Comment tu vois évoluer ce secteur dans les 5 années à venir ?
La prise de conscience de l’enjeu climatique s’est déjà fortement accélérée au cours des deux dernières années. La CSRD au niveau européen, qui implique des obligations de reporting standardisées (et donc comparables entre les entreprises !) va encore accélérer les choses. Il est également prévu un registre européen des crédits carbone à horizon 2028 pour apporter plus de transparence. En établissant leur feuille de route de réduction d’émissions, de plus en plus d’entreprises définissent également leur feuille de route de contribution carbone. L’Europe vise la neutralité carbone en 2050, ce qui rend nécessaire le développement de la contribution carbone, et ce dès aujourd’hui.

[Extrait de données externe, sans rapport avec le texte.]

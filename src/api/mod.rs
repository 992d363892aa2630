// Copyright 2024 The Kubernetes Authors.
//
// Licensed under the Apache License, Version 2.0 (the "License");
// you may not use this file except in compliance with the License.
// You may obtain a copy of the License at
//
//     http://www.apache.org/licenses/LICENSE-2.0
//
// Unless required by applicable law or agreed to in writing, software
// distributed under the License is distributed on an "AS IS" BASIS,
// WITHOUT WARRANTIES OR CONDITIONS OF ANY KIND, either express or implied.
// See the License for the specific language governing permissions and
// limitations under the License.

//! API types handled by the admission plugins.
//!
//! Every resource kind is a plain serde value. [`Object`] is the tagged union
//! passed through admission attributes and the lookup store, and
//! [`ResourceKind`] maps each variant to its group, version and plural
//! resource name.

pub mod core;
pub mod meta;
pub mod quantity;
pub mod secret;
pub mod seedmanagement;

use self::core::{
    CloudProfile, ExposureClass, NamespacedCloudProfile, Project, Quota, Seed, SecretBinding,
    Shoot,
};
use self::meta::ObjectMeta;
use self::secret::Secret;
use self::seedmanagement::ManagedSeed;
use serde::{Deserialize, Serialize};
use std::fmt;

/// ResourceKind enumerates the kinds the plugins know about.
#[derive(Debug, Clone, Copy, PartialEq, Eq, Hash, PartialOrd, Ord, Serialize, Deserialize)]
pub enum ResourceKind {
    Shoot,
    Project,
    Seed,
    Quota,
    SecretBinding,
    CloudProfile,
    NamespacedCloudProfile,
    ExposureClass,
    ManagedSeed,
    Secret,
}

impl ResourceKind {
    pub fn kind(&self) -> &'static str {
        match self {
            ResourceKind::Shoot => "Shoot",
            ResourceKind::Project => "Project",
            ResourceKind::Seed => "Seed",
            ResourceKind::Quota => "Quota",
            ResourceKind::SecretBinding => "SecretBinding",
            ResourceKind::CloudProfile => "CloudProfile",
            ResourceKind::NamespacedCloudProfile => "NamespacedCloudProfile",
            ResourceKind::ExposureClass => "ExposureClass",
            ResourceKind::ManagedSeed => "ManagedSeed",
            ResourceKind::Secret => "Secret",
        }
    }

    /// Plural resource name as used in request paths and authorization checks.
    pub fn resource(&self) -> &'static str {
        match self {
            ResourceKind::Shoot => "shoots",
            ResourceKind::Project => "projects",
            ResourceKind::Seed => "seeds",
            ResourceKind::Quota => "quotas",
            ResourceKind::SecretBinding => "secretbindings",
            ResourceKind::CloudProfile => "cloudprofiles",
            ResourceKind::NamespacedCloudProfile => "namespacedcloudprofiles",
            ResourceKind::ExposureClass => "exposureclasses",
            ResourceKind::ManagedSeed => "managedseeds",
            ResourceKind::Secret => "secrets",
        }
    }

    pub fn group(&self) -> &'static str {
        match self {
            ResourceKind::ManagedSeed => seedmanagement::GROUP_NAME,
            ResourceKind::Secret => "",
            _ => self::core::GROUP_NAME,
        }
    }

    pub fn version(&self) -> &'static str {
        match self {
            ResourceKind::ManagedSeed => "v1alpha1",
            ResourceKind::Secret => "v1",
            _ => "v1beta1",
        }
    }

    pub fn is_namespaced(&self) -> bool {
        !matches!(
            self,
            ResourceKind::Project
                | ResourceKind::Seed
                | ResourceKind::CloudProfile
                | ResourceKind::ExposureClass
        )
    }
}

impl fmt::Display for ResourceKind {
    fn fmt(&self, f: &mut fmt::Formatter<'_>) -> fmt::Result {
        f.write_str(self.kind())
    }
}

/// Object is any API object the plugins receive or look up.
#[derive(Debug, Clone, PartialEq, Serialize, Deserialize)]
#[serde(tag = "kind")]
pub enum Object {
    Shoot(Shoot),
    Project(Project),
    Seed(Seed),
    Quota(Quota),
    SecretBinding(SecretBinding),
    CloudProfile(CloudProfile),
    NamespacedCloudProfile(NamespacedCloudProfile),
    ExposureClass(ExposureClass),
    ManagedSeed(ManagedSeed),
    Secret(Secret),
}

macro_rules! object_variants {
    ($($variant:ident => $as_ref:ident, $as_mut:ident;)*) => {
        impl Object {
            pub fn kind(&self) -> ResourceKind {
                match self {
                    $(Object::$variant(_) => ResourceKind::$variant,)*
                }
            }

            pub fn metadata(&self) -> &ObjectMeta {
                match self {
                    $(Object::$variant(o) => &o.metadata,)*
                }
            }

            pub fn metadata_mut(&mut self) -> &mut ObjectMeta {
                match self {
                    $(Object::$variant(o) => &mut o.metadata,)*
                }
            }

            $(
                pub fn $as_ref(&self) -> Option<&$variant> {
                    match self {
                        Object::$variant(o) => Some(o),
                        _ => None,
                    }
                }

                pub fn $as_mut(&mut self) -> Option<&mut $variant> {
                    match self {
                        Object::$variant(o) => Some(o),
                        _ => None,
                    }
                }
            )*
        }

        $(
            impl From<$variant> for Object {
                fn from(o: $variant) -> Self {
                    Object::$variant(o)
                }
            }

            impl TryFrom<Object> for $variant {
                type Error = ResourceKind;

                /// Fails with the actual kind of the object.
                fn try_from(o: Object) -> Result<Self, Self::Error> {
                    match o {
                        Object::$variant(v) => Ok(v),
                        other => Err(other.kind()),
                    }
                }
            }
        )*
    };
}

object_variants! {
    Shoot => as_shoot, as_shoot_mut;
    Project => as_project, as_project_mut;
    Seed => as_seed, as_seed_mut;
    Quota => as_quota, as_quota_mut;
    SecretBinding => as_secret_binding, as_secret_binding_mut;
    CloudProfile => as_cloud_profile, as_cloud_profile_mut;
    NamespacedCloudProfile => as_namespaced_cloud_profile, as_namespaced_cloud_profile_mut;
    ExposureClass => as_exposure_class, as_exposure_class_mut;
    ManagedSeed => as_managed_seed, as_managed_seed_mut;
    Secret => as_secret, as_secret_mut;
}

impl Object {
    pub fn name(&self) -> &str {
        &self.metadata().name
    }

    pub fn namespace(&self) -> &str {
        &self.metadata().namespace
    }
}

#[cfg(test)]
mod tests {
    use super::*;

    #[test]
    fn test_object_kind_and_accessors() {
        let mut obj = Object::from(Shoot::new("garden-dev", "sh"));
        assert_eq!(obj.kind(), ResourceKind::Shoot);
        assert_eq!(obj.name(), "sh");
        assert_eq!(obj.namespace(), "garden-dev");
        assert!(obj.as_shoot().is_some());
        assert!(obj.as_project().is_none());

        obj.as_shoot_mut().unwrap().spec.region = "eu-west-1".to_string();
        assert_eq!(obj.as_shoot().unwrap().spec.region, "eu-west-1");
    }

    #[test]
    fn test_try_from_wrong_kind() {
        let obj = Object::from(Project::new("dev", "garden-dev"));
        let err = Shoot::try_from(obj).unwrap_err();
        assert_eq!(err, ResourceKind::Project);
    }

    #[test]
    fn test_resource_kind_mapping() {
        assert_eq!(ResourceKind::Shoot.resource(), "shoots");
        assert_eq!(ResourceKind::Shoot.group(), "core.gardener.cloud");
        assert_eq!(ResourceKind::ManagedSeed.group(), "seedmanagement.gardener.cloud");
        assert_eq!(ResourceKind::Secret.group(), "");
        assert!(ResourceKind::Shoot.is_namespaced());
        assert!(!ResourceKind::Project.is_namespaced());
        assert!(!ResourceKind::Seed.is_namespaced());
    }

    #[test]
    fn test_object_deserialize_tagged() {
        let obj: Object = serde_json::from_str(
            r#"{"kind":"Seed","metadata":{"name":"s1"},"spec":{"provider":{"type":"aws","region":"eu-west-1"}}}"#,
        )
        .unwrap();
        assert_eq!(obj.kind(), ResourceKind::Seed);
        assert_eq!(obj.as_seed().unwrap().region(), "eu-west-1");
    }
}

Et de l’autre côté, nos agriculteurs sont déjà prêts ! Ils veulent faire évoluer leur outil de production, et adopter des pratiques meilleures pour leurs sols, pour le climat, pour leur santé et pour la biodiversité ! Nous recevons des appels chaque semaine d’agriculteurs qui veulent comprendre ce qu’ils pourraient améliorer sur leur ferme, et comment nous pouvons les accompagner dans la mise en place et le financement de ces leviers bas carbone.
Je lance donc un appel à toutes les entreprises responsables et engagées : n’attendez plus, et agissez dès maintenant ! Jetez un œil aux projets de transition agricole que nous développons autour de chez vous : https://www.resoilag.com/nos-projets-agricoles.
Et si vous voulez en savoir plus, contactez l’équipe ReSoil !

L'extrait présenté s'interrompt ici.